Lesermeinung

Verjüngungskur in Politik nötig

Thema: Leitartikel zum Deal von Innenminister Strobl (Minister mit Makel):

Der grüne Grandseigneur hat gesprochen, frei nach Pontius Pilatus: „Ich finde keine Schuld an ihm.“ Damit ist nach Einstellung der staatsanwaltlichen Ermittlungen und dem Abschluss eines fragwürdigen Deals die Causa Strobl ad acta, und der Law and Order - Saubermann kann jetzt seine (schmutzigen?) Hände in Unschuld waschen. Die Moral musste wieder einmal politischem Machtkalkül und bigottem Pharisäertum weichen.

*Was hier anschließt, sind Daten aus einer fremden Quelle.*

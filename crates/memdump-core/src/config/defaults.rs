//! Default values for configuration accessors.
//!
//! The defaults mirror the original deployment layout: the external tools
//! ship in directories next to the binary and are addressed relative to the
//! current working directory, and archives land where the application runs.

use std::path::PathBuf;

/// Capture tool directory, containing `x86/` and `x64/` variants.
pub fn default_dump_tool_dir() -> PathBuf {
    PathBuf::from("userdump8.1")
}

/// Capture tool executable name.
pub fn default_dump_tool_exe() -> String {
    "userdump.exe".to_string()
}

/// Archiver executable path.
pub fn default_compressor() -> PathBuf {
    PathBuf::from("zip").join("7za.exe")
}

/// Destination directory for finished archives.
pub fn default_output_directory() -> PathBuf {
    PathBuf::from(".")
}

/// Invocation log (command lines + captured stdout).
pub fn default_log_file() -> PathBuf {
    PathBuf::from("log.txt")
}

/// Error log (captured stderr).
pub fn default_error_log_file() -> PathBuf {
    PathBuf::from("error.txt")
}
//! The dump state machine.
//!
//! `Idle -> Capturing -> Compressing -> Relocating -> Done`, with a
//! terminal failure reachable from every non-terminal stage. Single
//! attempt, no rollback: each stage is idempotent when retried from
//! scratch but not reversible (a capture cannot be undone), and the
//! workflow targets interactive, human-supervised use.

use std::fs;
use std::path::{Path, PathBuf};

use tracing::{info, warn};

use crate::archive;
use crate::capture;
use crate::config::MemdumpConfig;
use crate::naming;
use crate::runner::ToolRunner;
use crate::workflow::errors::DumpError;
use crate::workflow::types::{DumpRequest, DumpStage, DumpSuccess, ProgressEvent, ProgressSink};

/// The two temp artifacts owned by one in-flight invocation.
///
/// Dropping deletes whatever is present, best-effort. Tying cleanup to drop
/// means it runs on success, on every early error return, and when the
/// worker unwinds - a deletion failure is warn-logged and never masks the
/// primary outcome.
struct TempArtifacts {
    dump_file: PathBuf,
    archive_file: PathBuf,
}

impl TempArtifacts {
    fn new(base_name: &str, temp_dir: &Path) -> Self {
        Self {
            dump_file: temp_dir.join(format!("{}.dmp", base_name)),
            archive_file: temp_dir.join(format!("{}.zip", base_name)),
        }
    }
}

impl Drop for TempArtifacts {
    fn drop(&mut self) {
        for path in [&self.dump_file, &self.archive_file] {
            if !path.exists() {
                continue;
            }
            match fs::remove_file(path) {
                Ok(()) => {
                    info!(
                        event = "core.workflow.temp_artifact_removed",
                        path = %path.display()
                    );
                }
                Err(e) => {
                    warn!(
                        event = "core.workflow.temp_cleanup_failed",
                        path = %path.display(),
                        error = %e
                    );
                }
            }
        }
    }
}

/// Run one dump invocation to its terminal outcome on the current thread.
///
/// Progress events reach `sink` strictly in stage order. Temp artifacts
/// are deleted before this returns, whatever the outcome.
pub fn run_dump(
    request: &DumpRequest,
    config: &MemdumpConfig,
    runner: &dyn ToolRunner,
    sink: &dyn ProgressSink,
) -> Result<DumpSuccess, DumpError> {
    let base_name = naming::base_name(&request.process.name, &naming::acting_user());
    run_dump_named(request, config, runner, sink, &base_name, &std::env::temp_dir())
}

/// `run_dump` with the base name and temp location made explicit.
pub(crate) fn run_dump_named(
    request: &DumpRequest,
    config: &MemdumpConfig,
    runner: &dyn ToolRunner,
    sink: &dyn ProgressSink,
    base_name: &str,
    temp_dir: &Path,
) -> Result<DumpSuccess, DumpError> {
    let artifacts = TempArtifacts::new(base_name, temp_dir);

    info!(
        event = "core.workflow.dump_started",
        pid = request.process.pid,
        process = %request.process.name,
        base_name = base_name
    );

    let result = execute(request, config, runner, sink, &artifacts, base_name);

    match &result {
        Ok(success) => info!(
            event = "core.workflow.dump_completed",
            pid = request.process.pid,
            final_path = %success.final_path.display()
        ),
        Err(e) => warn!(
            event = "core.workflow.dump_failed",
            pid = request.process.pid,
            error = %e
        ),
    }

    result
    // `artifacts` drops here: temp files are gone before the caller sees
    // the outcome
}

fn execute(
    request: &DumpRequest,
    config: &MemdumpConfig,
    runner: &dyn ToolRunner,
    sink: &dyn ProgressSink,
    artifacts: &TempArtifacts,
    base_name: &str,
) -> Result<DumpSuccess, DumpError> {
    sink.emit(ProgressEvent::stage(DumpStage::Capturing));
    capture::capture_process(&request.process, &artifacts.dump_file, &config.tools, runner)
        .map_err(|source| DumpError::CaptureFailed { source })?;

    sink.emit(ProgressEvent::stage(DumpStage::Compressing));
    let compressor = archive::resolve_compressor(&config.tools)
        .map_err(|source| DumpError::CompressionFailed { source })?;
    archive::compress_file(
        &artifacts.dump_file,
        &artifacts.archive_file,
        &compressor,
        runner,
    )
    .map_err(|source| DumpError::CompressionFailed { source })?;

    sink.emit(ProgressEvent::stage(DumpStage::Relocating));
    let final_path = request.destination_dir.join(format!("{}.zip", base_name));
    relocate(&artifacts.archive_file, &final_path)?;

    sink.emit(ProgressEvent::stage(DumpStage::Done));
    Ok(DumpSuccess { final_path })
}

/// Move the finished archive from the temp location to its destination.
///
/// Refuses to overwrite an existing destination. The temp directory and the
/// destination may sit on different filesystems, so a failed rename falls
/// back to copy-then-delete; a leftover source after a successful copy is
/// left to the drop guard.
fn relocate(from: &Path, to: &Path) -> Result<(), DumpError> {
    if to.exists() {
        return Err(DumpError::RelocationFailed {
            path: to.to_path_buf(),
            message: "destination already exists".to_string(),
        });
    }

    match fs::rename(from, to) {
        Ok(()) => Ok(()),
        Err(rename_err) => {
            fs::copy(from, to).map_err(|copy_err| DumpError::RelocationFailed {
                path: to.to_path_buf(),
                message: format!("{} (rename: {})", copy_err, rename_err),
            })?;
            if let Err(e) = fs::remove_file(from) {
                warn!(
                    event = "core.workflow.relocate_source_remove_failed",
                    path = %from.display(),
                    error = %e
                );
            }
            Ok(())
        }
    }
}
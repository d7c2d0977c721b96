//! Injected invocation log sink.
//!
//! Every external tool invocation appends its command line and captured
//! stdout to one artifact and captured stderr to another. The sink is
//! injected into [`super::operations::SystemRunner`] rather than touched as
//! ambient global state, so tests can capture log output in memory.
//!
//! Append failures are swallowed: a full disk must not abort a running
//! dump. Both file artifacts are append-only with no rotation or size limit.

use std::io::Write;
use std::path::PathBuf;
use std::sync::Mutex;

use tracing::warn;

/// Which log artifact an entry belongs to.
#[derive(Debug, Clone, Copy, PartialEq, Eq)]
pub enum LogCategory {
    /// Command lines and captured standard output.
    Output,
    /// Captured standard error.
    Error,
}

/// Sink for external tool invocation records.
pub trait InvocationLog: Send + Sync {
    /// Append `text` to the artifact for `category`. Must not fail the
    /// caller; implementations swallow their own errors.
    fn append(&self, category: LogCategory, text: &str);
}

/// File-backed sink writing `log.txt` / `error.txt` style artifacts.
#[derive(Debug, Clone)]
pub struct FileInvocationLog {
    log_path: PathBuf,
    error_log_path: PathBuf,
}

impl FileInvocationLog {
    pub fn new(log_path: impl Into<PathBuf>, error_log_path: impl Into<PathBuf>) -> Self {
        Self {
            log_path: log_path.into(),
            error_log_path: error_log_path.into(),
        }
    }

    fn path_for(&self, category: LogCategory) -> &PathBuf {
        match category {
            LogCategory::Output => &self.log_path,
            LogCategory::Error => &self.error_log_path,
        }
    }
}

impl InvocationLog for FileInvocationLog {
    fn append(&self, category: LogCategory, text: &str) {
        if text.is_empty() {
            return;
        }

        let path = self.path_for(category);
        let result = std::fs::OpenOptions::new()
            .create(true)
            .append(true)
            .open(path)
            .and_then(|mut file| file.write_all(text.as_bytes()));

        if let Err(e) = result {
            warn!(
                event = "core.runner.log_append_failed",
                path = %path.display(),
                error = %e
            );
        }
    }
}

/// In-memory sink for tests.
#[derive(Debug, Default)]
pub struct MemoryInvocationLog {
    entries: Mutex<Vec<(LogCategory, String)>>,
}

impl MemoryInvocationLog {
    pub fn new() -> Self {
        Self::default()
    }

    pub fn entries(&self) -> Vec<(LogCategory, String)> {
        self.entries.lock().unwrap().clone()
    }

    /// Concatenated text appended under the given category.
    pub fn text_for(&self, category: LogCategory) -> String {
        self.entries
            .lock()
            .unwrap()
            .iter()
            .filter(|(c, _)| *c == category)
            .map(|(_, text)| text.as_str())
            .collect()
    }
}

impl InvocationLog for MemoryInvocationLog {
    fn append(&self, category: LogCategory, text: &str) {
        if text.is_empty() {
            return;
        }
        self.entries.lock().unwrap().push((category, text.to_string()));
    }
}
/// COURSE CATALOG
///
/// Turns a directory of `<name>_crit_<year>.gpx` recordings into course
/// outputs plus one [`BatchReport`]. A bad track is logged and skipped; only
/// an unreadable input directory stops the batch.

use std::collections::{BTreeMap, BTreeSet, HashMap};
use std::path::{Path, PathBuf};

use chrono::{DateTime, Utc};
use rayon::prelude::*;
use serde::{Deserialize, Serialize};
use tracing::{info, warn};
use walkdir::WalkDir;

use crate::config::CourseConfig;
use crate::course_geometry::Orientation;
use crate::course_output::{self, CourseFiles, ProcessedCourse};
use crate::course_summary::{build_preview, build_summary, CourseStats};
use crate::error::{BatchError, CourseError};
use crate::region_resolver::RegionResolver;
use crate::track_loader::{load_gpx, track_from_gpx};

const CRIT_MARKER: &str = "_crit_";

/// Identity of a course, parsed from its recording's file name.
#[derive(Debug, Clone, PartialEq, Eq, Hash, Serialize, Deserialize)]
pub struct CourseId {
    /// Name part as written in the file name, e.g. `elmhurst`
    pub slug: String,
    pub year: u16,
}

impl CourseId {
    /// Parses `<slug>_crit_<yyyy>.gpx`. The year is the last four
    /// characters of the stem, so the slug may itself contain `_crit_`.
    pub fn from_file_name(file_name: &str) -> Option<Self> {
        let stem = file_name.strip_suffix(".gpx")?;
        let split = stem.len().checked_sub(CRIT_MARKER.len() + 4)?;
        if split == 0 || !stem.is_char_boundary(split) {
            return None;
        }
        let (slug, tail) = stem.split_at(split);
        let year = tail.strip_prefix(CRIT_MARKER)?;
        if !year.bytes().all(|b| b.is_ascii_digit()) {
            return None;
        }
        Some(CourseId {
            slug: slug.to_string(),
            year: year.parse().ok()?,
        })
    }

    /// Output directory name, e.g. `elmhurst_2024`.
    pub fn folder_name(&self) -> String {
        format!("{}_{}", self.slug, self.year)
    }

    /// Prefix of every per-course file, e.g. `elmhurst_crit_2024`.
    pub fn file_stem(&self) -> String {
        format!("{}{}{}", self.slug, CRIT_MARKER, self.year)
    }
}

/// `lake_bluff` -> `Lake Bluff`; words listed in `special` stay verbatim.
pub fn display_name(slug: &str, special: &[String]) -> String {
    slug.replace('_', " ")
        .split_whitespace()
        .map(|word| {
            if special.iter().any(|s| s == word) {
                word.to_string()
            } else {
                capitalize(word)
            }
        })
        .collect::<Vec<_>>()
        .join(" ")
}

fn capitalize(word: &str) -> String {
    let mut chars = word.chars();
    match chars.next() {
        Some(first) => first.to_uppercase().chain(chars.flat_map(|c| c.to_lowercase())).collect(),
        None => String::new(),
    }
}

/// A recording found while scanning.
#[derive(Debug, Clone)]
pub struct CatalogEntry {
    pub path: PathBuf,
    pub id: CourseId,
}

#[derive(Debug, Clone, PartialEq, Serialize, Deserialize)]
pub struct SkippedTrack {
    pub path: PathBuf,
    pub reason: String,
}

#[derive(Debug, Clone, PartialEq, Serialize, Deserialize)]
#[serde(tag = "kind", rename_all = "snake_case")]
pub enum BatchWarning {
    /// Two recordings map to one output directory; the later one wins
    DuplicateOutput {
        course_id: String,
        previous: PathBuf,
        current: PathBuf,
    },
}

/// One course as listed in the index.
#[derive(Debug, Clone, PartialEq, Serialize, Deserialize)]
pub struct CourseEntry {
    pub id: String,
    pub name: String,
    pub year: u16,
    pub region: String,
    pub direction: Orientation,
    pub distance_km: f64,
    pub elevation_gain_m: f64,
    pub climb_density_m_per_km: f64,
    pub source: PathBuf,
    /// Stats were reused from an earlier run
    pub cached: bool,
}

impl CourseEntry {
    fn new(entry: &CatalogEntry, name: String, stats: &CourseStats, cached: bool) -> Self {
        CourseEntry {
            id: entry.id.folder_name(),
            name,
            year: entry.id.year,
            region: stats.region.clone(),
            direction: stats.orientation,
            distance_km: stats.distance_km,
            elevation_gain_m: stats.elevation_gain_m,
            climb_density_m_per_km: stats.climb_density_m_per_km,
            source: entry.path.clone(),
            cached,
        }
    }
}

/// Everything a batch produced, for the index pages.
#[derive(Debug, Clone, PartialEq, Serialize, Deserialize)]
pub struct BatchReport {
    pub generated_at: DateTime<Utc>,
    pub courses: Vec<CourseEntry>,
    /// Distinct region labels, sorted
    pub regions: BTreeSet<String>,
    /// Year -> course ids
    pub calendar: BTreeMap<u16, Vec<String>>,
    pub skipped: Vec<SkippedTrack>,
    pub warnings: Vec<BatchWarning>,
}

impl BatchReport {
    fn new() -> Self {
        BatchReport {
            generated_at: Utc::now(),
            courses: Vec::new(),
            regions: BTreeSet::new(),
            calendar: BTreeMap::new(),
            skipped: Vec::new(),
            warnings: Vec::new(),
        }
    }

    /// Adds a course, replacing an earlier one with the same id.
    fn record(&mut self, course: CourseEntry) {
        match self.courses.iter_mut().find(|c| c.id == course.id) {
            Some(existing) => *existing = course,
            None => self.courses.push(course),
        }
    }

    fn finish(&mut self) {
        self.regions = self.courses.iter().map(|c| c.region.clone()).collect();
        self.calendar.clear();
        for course in &self.courses {
            self.calendar.entry(course.year).or_default().push(course.id.clone());
        }
    }

    fn skip(&mut self, path: &Path, reason: String) {
        self.skipped.push(SkippedTrack {
            path: path.to_path_buf(),
            reason,
        });
    }
}

/// Lists recordings under `dir`, sorted by file name. Files that are not
/// `.gpx` are ignored; `.gpx` files with a nonconforming name are returned
/// as skipped.
pub fn scan_directory(dir: &Path) -> Result<(Vec<CatalogEntry>, Vec<SkippedTrack>), BatchError> {
    std::fs::read_dir(dir).map_err(|e| BatchError::InputDir {
        path: dir.to_path_buf(),
        message: e.to_string(),
    })?;

    let mut entries = Vec::new();
    let mut skipped = Vec::new();

    for entry in WalkDir::new(dir).sort_by_file_name() {
        let entry = match entry {
            Ok(entry) => entry,
            Err(e) => {
                warn!("Cannot read directory entry: {}", e);
                continue;
            }
        };
        if !entry.file_type().is_file() {
            continue;
        }
        let file_name = match entry.file_name().to_str() {
            Some(name) => name,
            None => continue,
        };
        if !file_name.ends_with(".gpx") {
            continue;
        }

        match CourseId::from_file_name(file_name) {
            Some(id) => entries.push(CatalogEntry {
                path: entry.path().to_path_buf(),
                id,
            }),
            None => {
                info!("Skipping invalid filename: {}", file_name);
                skipped.push(SkippedTrack {
                    path: entry.path().to_path_buf(),
                    reason: format!("file name does not match <name>{}<year>.gpx", CRIT_MARKER),
                });
            }
        }
    }

    Ok((entries, skipped))
}

/// Detailed summary, preview and source document for one recording.
pub fn process_track(
    entry: &CatalogEntry,
    config: &CourseConfig,
    resolver: &dyn RegionResolver,
) -> Result<ProcessedCourse, CourseError> {
    let gpx = load_gpx(&entry.path)?;
    let track = track_from_gpx(&gpx, &entry.path)?;
    let summary = build_summary(&track, &config.detailed, &config.smoothing, resolver)?;

    let preview = match build_preview(&track, &config.preview) {
        Ok(preview) => Some(preview),
        Err(e) => {
            warn!("No preview for {}: {}", entry.path.display(), e);
            None
        }
    };

    Ok(ProcessedCourse { gpx, summary, preview })
}

enum Plan {
    Process,
    Cached(CourseStats),
}

/// Processes every recording under `input` and writes outputs under
/// `output`.
pub fn run_batch(
    input: &Path,
    output: &Path,
    config: &CourseConfig,
    resolver: &dyn RegionResolver,
) -> Result<BatchReport, BatchError> {
    let (entries, skipped) = scan_directory(input)?;
    let mut report = BatchReport::new();
    report.skipped = skipped;

    std::fs::create_dir_all(output).map_err(|source| BatchError::Io {
        path: output.to_path_buf(),
        source,
    })?;

    // Decide up front, before this run writes anything, which outputs came
    // from an earlier run.
    let mut seen: HashMap<String, PathBuf> = HashMap::new();
    let mut plans = Vec::with_capacity(entries.len());
    for entry in &entries {
        let folder = entry.id.folder_name();
        if let Some(previous) = seen.insert(folder.clone(), entry.path.clone()) {
            warn!(
                "{} and {} both map to {}; the later one overwrites",
                previous.display(),
                entry.path.display(),
                folder
            );
            report.warnings.push(BatchWarning::DuplicateOutput {
                course_id: folder,
                previous,
                current: entry.path.clone(),
            });
            plans.push(Plan::Process);
            continue;
        }

        let files = CourseFiles::new(output, &entry.id);
        let plan = if config.force {
            Plan::Process
        } else {
            match course_output::read_cached_stats(&files.stats) {
                Some(stats) => Plan::Cached(stats),
                None => Plan::Process,
            }
        };
        plans.push(plan);
    }

    let work: Vec<&CatalogEntry> = entries
        .iter()
        .zip(&plans)
        .filter(|(_, plan)| matches!(plan, Plan::Process))
        .map(|(entry, _)| entry)
        .collect();

    let threads = config.worker_threads();
    let run = |entry: &&CatalogEntry| {
        info!("Processing: {}", entry.id.folder_name());
        process_track(entry, config, resolver)
    };
    let outcomes: Vec<Result<ProcessedCourse, CourseError>> = if threads > 1 && work.len() > 1 {
        info!("Using parallel processing on {} threads", threads);
        match rayon::ThreadPoolBuilder::new().num_threads(threads).build() {
            Ok(pool) => pool.install(|| work.par_iter().map(run).collect()),
            Err(e) => {
                warn!("Could not start worker pool ({}); processing sequentially", e);
                work.iter().map(run).collect()
            }
        }
    } else {
        work.iter().map(run).collect()
    };
    let mut results = outcomes.into_iter();

    // Write in catalog order so a duplicate's later recording wins on disk
    for (entry, plan) in entries.iter().zip(plans) {
        let name = display_name(&entry.id.slug, &config.output.special_case_words);
        match plan {
            Plan::Cached(stats) => {
                info!("Reusing existing output for {}", entry.id.folder_name());
                report.record(CourseEntry::new(entry, name, &stats, true));
            }
            Plan::Process => match results.next() {
                Some(Ok(processed)) => {
                    let track_name = format!("{} Crit {}", name, entry.id.year);
                    course_output::write_course(output, &entry.id, &track_name, &processed, &config.output)?;
                    report.record(CourseEntry::new(entry, name, &processed.summary.stats, false));
                }
                Some(Err(e)) => {
                    warn!("Skipping {}: {}", entry.path.display(), e);
                    report.skip(&entry.path, e.to_string());
                }
                None => {}
            },
        }
    }

    report.finish();
    course_output::write_index(output, &report)?;
    Ok(report)
}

Immerhin befindet sich der grüne Waschlappenpatriarch an der Seite eines willfährigen und hyperloyalen Jammerlappens weiterhin unangefochten in einer komfortablen Position. Und Vize Strobl kann, obwohl er das schlechteste Landtagswahlergebnis eingefahren hat, nach wie vor mit seinen Pfunden als Schwiegersohn von Wolfgang Schäuble und als Träger des Bundesverdienstkreuzes am Bande wuchern getreu dem Motto: „Ist der Ruf mal ruiniert, regiert sich´s weiter ungeniert.“ Jedenfalls solange er die von Nepotismus und Klüngelwirtschaft profitierende und an lukrativen Pöstchen und opulenten Pfründen interessierte CDU-Amigo – Entourage hinter sich weiß.

Was lernen wir aus der leidigen Affäre Thomas Strobl? Nur ein längst fälliger Generationenwechsel und eine personelle Verjüngungskur an der Koalitionsspitze kann im Sinne der politischen Hygiene eine Katharsis herbeiführen.